While Moses’ main problem was the multitude of people he was called to shepherd, Paul faced a different problem. Paul’s major problem was not the number of churches for which he cared, but rather the distance between them. Often it was several months, or even years, between visits to the different churches under his care. Paul could not personally care for the day-to-day needs of the individual churches. Paul's solution was to establish leadership in the local churches through whom he could extend his care and love for the people of God. “After they had preached the gospel to that city and had made many disciples, they returned to Lystra and to Iconium and to Antioch. When they had appointed elders for them in every church, having prayed with fasting, they commended them to the Lord in whom they had believed.” (Acts 14:21, 23)

In appointing elders, Paul was not relinquishing his care and authority for the church to them, but rather he was extending his care, authority, and anointing through them. Their authority came from Paul and they themselves were subject to him. When Paul wrote to the Corinthians, rebuking them for not disciplining one of their members, he said that his main purpose in writing was to test their obedience to him. “For to this end also I wrote, so that I might put you to the test, whether you are obedient in all things.” (2 Corinthians 2:9) Paul goes on to say that they had passed the test with “flying colors.” “For behold what earnestness this very thing, this godly sorrow, has produced in you: what vindication of yourselves, what indignation, what fear, what longing, what zeal, what avenging of wrong! In everything you demonstrated yourselves to be innocent in the matter. So although I wrote to you, it was not for the sake of the offender nor for the sake of the one offended, but that your earnestness on our behalf might be made known to you in the sight of God.” (2 Corinthians 7:11-12)
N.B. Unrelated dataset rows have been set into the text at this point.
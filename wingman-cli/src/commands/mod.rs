//! CLI command implementations

pub mod account;
pub mod assistant;
pub mod date;
pub mod logs;
pub mod plan;
pub mod profile;
pub mod settings;
pub mod tutorial;

use std::env;
use std::io::{self, Read};
use std::path::PathBuf;
use std::time::Duration;

use anyhow::{Context, Result};
use dialoguer::{Confirm, Password};
use indicatif::{ProgressBar, ProgressStyle};
use wingman_core::services::{EntryPoint, LogEvent, LoggingService};
use wingman_core::{Session, WingmanContext};

/// Get the logging service for CLI operations
///
/// Returns None if logging fails to initialize (shouldn't block operations)
pub fn get_logger() -> Option<LoggingService> {
    let wingman_dir = get_wingman_dir().ok()?;
    std::fs::create_dir_all(&wingman_dir).ok()?;
    LoggingService::new(&wingman_dir, EntryPoint::Cli, env!("CARGO_PKG_VERSION")).ok()
}

/// Log an event, ignoring any errors (logging should never break the app)
pub fn log_event(logger: &Option<LoggingService>, event: LogEvent) {
    if let Some(l) = logger {
        let _ = l.log(event);
    }
}

/// Get the Wing Man directory from environment or default
pub fn get_wingman_dir() -> Result<PathBuf> {
    if let Ok(dir) = env::var("WINGMAN_DIR") {
        return Ok(PathBuf::from(dir));
    }
    dirs::home_dir()
        .map(|home| home.join(".wingman"))
        .context("Could not find home directory; set WINGMAN_DIR")
}

/// Open the Wing Man context, creating the directory on first use
pub fn get_context() -> Result<WingmanContext> {
    let wingman_dir = get_wingman_dir()?;

    std::fs::create_dir_all(&wingman_dir)
        .with_context(|| format!("Failed to create Wing Man directory: {:?}", wingman_dir))?;

    WingmanContext::new(&wingman_dir).context("Failed to open Wing Man data")
}

/// The signed-in user, or an error telling them to log in
pub fn require_session(ctx: &WingmanContext) -> Result<Session> {
    ctx.session()?
        .context("Not logged in. Run `wm login` or `wm signup` first.")
}

/// Get password from --password flag, WINGMAN_PASSWORD env var, or prompt
pub fn get_password_or_prompt(password_flag: Option<String>, prompt: &str) -> Result<String> {
    if let Some(p) = password_flag {
        return Ok(p);
    }

    if let Ok(p) = env::var("WINGMAN_PASSWORD") {
        return Ok(p);
    }

    let p = Password::new()
        .with_prompt(prompt)
        .allow_empty_password(true)
        .interact()?;
    Ok(p)
}

/// Ask before an irreversible change; JSON output never prompts, so it needs --force
pub fn confirm_destructive(force: bool, json: bool, prompt: &str) -> Result<bool> {
    if force {
        return Ok(true);
    }
    if json {
        anyhow::bail!("Refusing to continue without --force when --json is set.");
    }
    Ok(Confirm::new()
        .with_prompt(prompt)
        .default(false)
        .interact()?)
}

/// Use the argument if given, otherwise read piped stdin
pub fn arg_or_stdin(arg: Option<String>, what: &str) -> Result<String> {
    if let Some(value) = arg {
        return Ok(value);
    }
    if atty::isnt(atty::Stream::Stdin) {
        let mut buffer = String::new();
        io::stdin().read_to_string(&mut buffer)?;
        return Ok(buffer);
    }
    anyhow::bail!("No {} provided. Pass it as an argument or pipe it on stdin.", what)
}

/// Spinner shown while waiting on the model; hidden for JSON output
pub fn spinner(message: &str, json: bool) -> ProgressBar {
    if json || atty::isnt(atty::Stream::Stderr) {
        return ProgressBar::hidden();
    }
    let pb = ProgressBar::new_spinner();
    if let Ok(style) = ProgressStyle::with_template("{spinner:.magenta} {msg} [{elapsed}]") {
        pb.set_style(style);
    }
    pb.set_message(message.to_string());
    pb.enable_steady_tick(Duration::from_millis(100));
    pb
}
The idea of being obedient to another and being earnest on another's behalf is odious to many in our generation. We like autonomy. We like having it our way. We don't want someone else telling us what to do or how to do it. Today, many pastors are held hostage by their “elders” and their board of directors. Instead of being extensions of the authority placed by God in the local church, many elders have rebelled and sought to impose their ways and agendas upon the church. As those who are called to superintend the work of God, we must once again recognize the apostolic authority which God has placed in the church and begin to subject ourselves to it, allowing God to use us as an extension of the pastor's ministry.

David Robison

1 comment:

  1. I've enjoyed this series very much, David. I see similar rebellious behavior in local congregations of the United Methodist Church to which I belong. Where is our gratefulness?